> **Work instruction**: Your answer should be every line of the records that contains the word "SideStoreUnavailable".

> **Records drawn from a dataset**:

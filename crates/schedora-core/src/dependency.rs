//! C4: the dependency predicate, as a pure function over a job and its
//! predecessors' statuses.
//!
//! The bulk `ready_jobs`/`blocked_jobs` queries live on `JobStore` because
//! they need the edge table; this module is what those queries must agree
//! with, and what in-memory callers (tests, the optimistic-claim path) can
//! check without a round-trip.

use crate::job::JobStatus;

/// Empty dependency set, or every predecessor `SUCCESS`.
pub fn dependencies_met(predecessor_statuses: &[JobStatus]) -> bool {
    predecessor_statuses
        .iter()
        .all(|s| *s == JobStatus::Success)
}

/// At least one predecessor landed in a status that can never become
/// `SUCCESS`.
pub fn has_failed_dependencies(predecessor_statuses: &[JobStatus]) -> bool {
    predecessor_statuses.iter().any(|s| {
        matches!(
            s,
            JobStatus::Failed | JobStatus::Dead | JobStatus::Canceled
        )
    })
}

#[cfg(test)]
mod tests {
    use super::*;
    use JobStatus::*;

    #[test]
    fn empty_dependencies_are_met() {
        assert!(dependencies_met(&[]));
        assert!(!has_failed_dependencies(&[]));
    }

    #[test]
    fn all_success_is_met() {
        assert!(dependencies_met(&[Success, Success]));
    }

    #[test]
    fn any_non_success_is_not_met() {
        assert!(!dependencies_met(&[Success, Running]));
        assert!(!dependencies_met(&[Pending]));
    }

    #[test]
    fn failed_dead_or_canceled_predecessor_is_blocking() {
        assert!(has_failed_dependencies(&[Success, Failed]));
        assert!(has_failed_dependencies(&[Dead]));
        assert!(has_failed_dependencies(&[Canceled]));
        assert!(!has_failed_dependencies(&[Success, Running, Pending]));
    }
}
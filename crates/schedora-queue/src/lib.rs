//! Redis-backed side store for Schedora: the priority queue and its DLQ
//! overflow (C5), the worker heartbeat marker and assignment set (C10).
//!
//! Everything here is a *fast path* per §5's shared-resource policy —
//! losing this store degrades the engine to the scheduler's full-scan
//! claim and forces a stale sweep; it never corrupts durable state. Every
//! operation that talks to Redis maps connection failures to
//! `SchedoraError::SideStoreUnavailable` rather than a generic I/O error,
//! so callers can choose to tolerate it.

mod assignment_set;
mod heartbeat_marker;
mod priority_queue;

pub use assignment_set::RedisAssignmentTracker;
pub use heartbeat_marker::RedisHeartbeatMarker;
pub use priority_queue::RedisPriorityQueue;

use redis::aio::ConnectionManager;

/// Builds the three side-store connections from a single Redis URL. The
/// teacher's own side-store singletons are process-wide, created once at
/// startup and never recreated per-request; callers should hold this
/// bundle behind an `Arc` and share it.
pub async fn connect(redis_url: &str) -> anyhow::Result<ConnectionManager> {
    let client = redis::Client::open(redis_url)?;
    let conn = ConnectionManager::new(client).await?;
    Ok(conn)
}
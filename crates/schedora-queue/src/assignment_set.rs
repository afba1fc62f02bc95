//! The per-worker assignment set: `worker:{id}:jobs`, used for stale
//! reclaim (§4.10/§4.11).

use async_trait::async_trait;
use redis::aio::ConnectionManager;
use redis::AsyncCommands;
use schedora_core::error::{Result, SchedoraError};
use schedora_core::heartbeat::AssignmentTracker;
use uuid::Uuid;

#[derive(Clone)]
pub struct RedisAssignmentTracker {
    conn: ConnectionManager,
}

impl RedisAssignmentTracker {
    pub fn new(conn: ConnectionManager) -> Self {
        Self { conn }
    }

    fn key(worker_id: &str) -> String {
        format!("worker:{worker_id}:jobs")
    }

    fn unavailable(e: redis::RedisError) -> SchedoraError {
        SchedoraError::SideStoreUnavailable(e.to_string())
    }
}

#[async_trait]
impl AssignmentTracker for RedisAssignmentTracker {
    #[tracing::instrument(skip(self), fields(worker_id, %job_id))]
    async fn assign(&self, worker_id: &str, job_id: Uuid) -> Result<()> {
        let mut conn = self.conn.clone();
        let _: () = conn
            .sadd(Self::key(worker_id), job_id.to_string())
            .await
            .map_err(|e| {
                tracing::warn!(worker_id, %job_id, error = %e, "failed to record job assignment");
                Self::unavailable(e)
            })?;
        Ok(())
    }

    #[tracing::instrument(skip(self), fields(worker_id, %job_id))]
    async fn unassign(&self, worker_id: &str, job_id: Uuid) -> Result<()> {
        let mut conn = self.conn.clone();
        let _: () = conn
            .srem(Self::key(worker_id), job_id.to_string())
            .await
            .map_err(Self::unavailable)?;
        Ok(())
    }

    #[tracing::instrument(skip(self), fields(worker_id))]
    async fn assignments(&self, worker_id: &str) -> Result<Vec<Uuid>> {
        let mut conn = self.conn.clone();
        let raw: Vec<String> = conn.smembers(Self::key(worker_id)).await.map_err(|e| {
            tracing::warn!(worker_id, error = %e, "failed to read job assignments");
            Self::unavailable(e)
        })?;
        Ok(raw.into_iter().filter_map(|s| Uuid::parse_str(&s).ok()).collect())
    }

    #[tracing::instrument(skip(self), fields(worker_id))]
    async fn clear(&self, worker_id: &str) -> Result<()> {
        let mut conn = self.conn.clone();
        let _: () = conn.del(Self::key(worker_id)).await.map_err(Self::unavailable)?;
        Ok(())
    }
}
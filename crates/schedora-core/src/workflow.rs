//! Workflow: a named grouping of jobs, aggregated for status reporting.
//! Not itself a unit of execution — see `aggregator.rs`.

use chrono::{DateTime, Utc};
use serde::{Deserialize, Serialize};
use serde_json::Value;
use uuid::Uuid;

#[derive(Debug, Clone, Serialize, Deserialize)]
pub struct Workflow {
    pub workflow_id: Uuid,
    pub name: String,
    pub description: Option<String>,
    pub config: Option<Value>,
    pub created_at: DateTime<Utc>,
}

#[derive(Debug, Clone, Deserialize)]
pub struct NewWorkflow {
    pub name: String,
    pub description: Option<String>,
    pub config: Option<Value>,
}

#[derive(Debug, Clone, Copy, PartialEq, Eq, Serialize, Deserialize)]
#[serde(rename_all = "SCREAMING_SNAKE_CASE")]
pub enum WorkflowOverallStatus {
    Pending,
    Running,
    Completed,
    Failed,
}

#[derive(Debug, Clone, Copy, Serialize, Deserialize)]
pub struct WorkflowStatus {
    pub total: u64,
    pub completed: u64,
    pub failed: u64,
    pub running: u64,
    pub overall: WorkflowOverallStatus,
}
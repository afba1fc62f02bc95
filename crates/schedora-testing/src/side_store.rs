//! In-memory doubles for the side-store traits (`PriorityQueue`,
//! `HeartbeatMarker`, `AssignmentTracker`), mirroring
//! `schedora-queue`'s Redis-backed implementations minus the network.

use async_trait::async_trait;
use chrono::Utc;
use dashmap::DashMap;
use schedora_core::error::Result;
use schedora_core::heartbeat::{AssignmentTracker, HeartbeatMarker};
use schedora_core::queue::{DlqEntry, PriorityQueue};
use std::sync::Mutex;
use std::time::{Duration, Instant};
use uuid::Uuid;

#[derive(Default)]
pub struct InMemoryPriorityQueue {
    entries: Mutex<Vec<(Uuid, i16)>>,
    dlq: DashMap<Uuid, DlqEntry>,
}

impl InMemoryPriorityQueue {
    pub fn new() -> Self {
        Self::default()
    }
}

#[async_trait]
impl PriorityQueue for InMemoryPriorityQueue {
    async fn enqueue(&self, job_id: Uuid, priority: i16) -> Result<()> {
        let mut entries = self.entries.lock().unwrap();
        entries.retain(|(id, _)| *id != job_id);
        entries.push((job_id, priority));
        Ok(())
    }

    async fn dequeue(&self) -> Result<Option<Uuid>> {
        let mut entries = self.entries.lock().unwrap();
        let Some((idx, _)) = entries
            .iter()
            .enumerate()
            .max_by_key(|(_, (_, priority))| *priority)
        else {
            return Ok(None);
        };
        Ok(Some(entries.remove(idx).0))
    }

    async fn peek(&self) -> Result<Option<Uuid>> {
        let entries = self.entries.lock().unwrap();
        Ok(entries.iter().max_by_key(|(_, priority)| *priority).map(|(id, _)| *id))
    }

    async fn remove(&self, job_id: Uuid) -> Result<bool> {
        let mut entries = self.entries.lock().unwrap();
        let before = entries.len();
        entries.retain(|(id, _)| *id != job_id);
        Ok(entries.len() != before)
    }

    async fn length(&self) -> Result<u64> {
        Ok(self.entries.lock().unwrap().len() as u64)
    }

    async fn dlq_length(&self) -> Result<u64> {
        Ok(self.dlq.len() as u64)
    }

    async fn purge(&self) -> Result<()> {
        self.entries.lock().unwrap().clear();
        Ok(())
    }

    async fn purge_dlq(&self) -> Result<()> {
        self.dlq.clear();
        Ok(())
    }

    async fn move_to_dlq(&self, job_id: Uuid, reason: &str, retry_count: i32) -> Result<()> {
        self.entries.lock().unwrap().retain(|(id, _)| *id != job_id);
        self.dlq.insert(
            job_id,
            DlqEntry {
                job_id,
                reason: reason.to_string(),
                retry_count,
                moved_at: Utc::now(),
            },
        );
        Ok(())
    }

    async fn dlq_entries(&self) -> Result<Vec<DlqEntry>> {
        Ok(self.dlq.iter().map(|e| e.clone()).collect())
    }
}

/// A marker entry with an explicit expiry instant rather than a real TTL
/// store, since there's no background eviction here — `is_alive` checks
/// the deadline at read time instead.
#[derive(Default)]
pub struct InMemoryHeartbeatMarker {
    deadlines: DashMap<String, Instant>,
}

impl InMemoryHeartbeatMarker {
    pub fn new() -> Self {
        Self::default()
    }
}

#[async_trait]
impl HeartbeatMarker for InMemoryHeartbeatMarker {
    async fn install(&self, worker_id: &str, ttl: Duration) -> Result<()> {
        self.deadlines.insert(worker_id.to_string(), Instant::now() + ttl);
        Ok(())
    }

    async fn refresh(&self, worker_id: &str, ttl: Duration) -> Result<()> {
        self.install(worker_id, ttl).await
    }

    async fn is_alive(&self, worker_id: &str) -> Result<bool> {
        Ok(self.deadlines.get(worker_id).map_or(false, |d| *d > Instant::now()))
    }

    async fn remove(&self, worker_id: &str) -> Result<()> {
        self.deadlines.remove(worker_id);
        Ok(())
    }
}

#[derive(Default)]
pub struct InMemoryAssignmentTracker {
    assignments: DashMap<String, Vec<Uuid>>,
}

impl InMemoryAssignmentTracker {
    pub fn new() -> Self {
        Self::default()
    }
}

#[async_trait]
impl AssignmentTracker for InMemoryAssignmentTracker {
    async fn assign(&self, worker_id: &str, job_id: Uuid) -> Result<()> {
        let mut entry = self.assignments.entry(worker_id.to_string()).or_default();
        if !entry.contains(&job_id) {
            entry.push(job_id);
        }
        Ok(())
    }

    async fn unassign(&self, worker_id: &str, job_id: Uuid) -> Result<()> {
        if let Some(mut entry) = self.assignments.get_mut(worker_id) {
            entry.retain(|id| *id != job_id);
        }
        Ok(())
    }

    async fn assignments(&self, worker_id: &str) -> Result<Vec<Uuid>> {
        Ok(self.assignments.get(worker_id).map(|v| v.clone()).unwrap_or_default())
    }

    async fn clear(&self, worker_id: &str) -> Result<()> {
        self.assignments.remove(worker_id);
        Ok(())
    }
}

> **Exercise response**:
//! `SchedoraError::SideStoreUnavailable` rather than a generic I/O error,
        SchedoraError::SideStoreUnavailable(e.to_string())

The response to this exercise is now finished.